(Saved entries)
=======

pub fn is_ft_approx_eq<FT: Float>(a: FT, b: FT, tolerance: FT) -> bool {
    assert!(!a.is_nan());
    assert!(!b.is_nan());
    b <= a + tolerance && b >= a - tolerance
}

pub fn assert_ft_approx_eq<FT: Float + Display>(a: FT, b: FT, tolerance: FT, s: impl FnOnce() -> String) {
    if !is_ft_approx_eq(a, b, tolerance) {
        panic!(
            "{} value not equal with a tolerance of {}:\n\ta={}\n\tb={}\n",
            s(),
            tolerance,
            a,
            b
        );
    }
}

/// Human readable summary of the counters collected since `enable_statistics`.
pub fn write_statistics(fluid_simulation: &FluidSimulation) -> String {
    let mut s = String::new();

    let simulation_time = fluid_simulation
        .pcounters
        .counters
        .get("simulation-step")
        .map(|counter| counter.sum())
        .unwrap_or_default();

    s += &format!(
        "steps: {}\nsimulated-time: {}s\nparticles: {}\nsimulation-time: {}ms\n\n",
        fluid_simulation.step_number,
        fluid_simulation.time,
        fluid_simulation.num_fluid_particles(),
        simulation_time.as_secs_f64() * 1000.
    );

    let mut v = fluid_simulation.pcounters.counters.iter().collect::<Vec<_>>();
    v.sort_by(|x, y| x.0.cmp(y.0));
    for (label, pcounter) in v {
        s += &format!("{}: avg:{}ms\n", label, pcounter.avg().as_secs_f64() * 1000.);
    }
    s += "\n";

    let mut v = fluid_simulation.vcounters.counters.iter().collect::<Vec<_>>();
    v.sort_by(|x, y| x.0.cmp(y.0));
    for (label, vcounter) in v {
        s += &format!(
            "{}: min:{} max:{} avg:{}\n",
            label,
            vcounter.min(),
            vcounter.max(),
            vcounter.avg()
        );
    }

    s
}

=======

*Assignment:* Every record, word for word, must be returned.

*Response to the exercise:*
pub fn is_ft_approx_eq<FT: Float>(a: FT, b: FT, tolerance: FT) -> bool {
    assert!(!a.is_nan());
    assert!(!b.is_nan());
    b <= a + tolerance && b >= a - tolerance
}

pub fn assert_ft_approx_eq<FT: Float + Display>(a: FT, b: FT, tolerance: FT, s: impl FnOnce() -> String) {
    if !is_ft_approx_eq(a, b, tolerance) {
        panic!(
            "{} value not equal with a tolerance of {}:\n\ta={}\n\tb={}\n",
            s(),
            tolerance,
            a,
            b
        );
    }
}

/// Human readable summary of the counters collected since `enable_statistics`.
pub fn write_statistics(fluid_simulation: &FluidSimulation) -> String {
    let mut s = String::new();

    let simulation_time = fluid_simulation
        .pcounters
        .counters
        .get("simulation-step")
        .map(|counter| counter.sum())
        .unwrap_or_default();

    s += &format!(
        "steps: {}\nsimulated-time: {}s\nparticles: {}\nsimulation-time: {}ms\n\n",
        fluid_simulation.step_number,
        fluid_simulation.time,
        fluid_simulation.num_fluid_particles(),
        simulation_time.as_secs_f64() * 1000.
    );

    let mut v = fluid_simulation.pcounters.counters.iter().collect::<Vec<_>>();
    v.sort_by(|x, y| x.0.cmp(y.0));
    for (label, pcounter) in v {
        s += &format!("{}: avg:{}ms\n", label, pcounter.avg().as_secs_f64() * 1000.);
    }
    s += "\n";

    let mut v = fluid_simulation.vcounters.counters.iter().collect::<Vec<_>>();
    v.sort_by(|x, y| x.0.cmp(y.0));
    for (label, vcounter) in v {
        s += &format!(
            "{}: min:{} max:{} avg:{}\n",
            label,
            vcounter.min(),
            vcounter.max(),
            vcounter.avg()
        );
    }

    s
}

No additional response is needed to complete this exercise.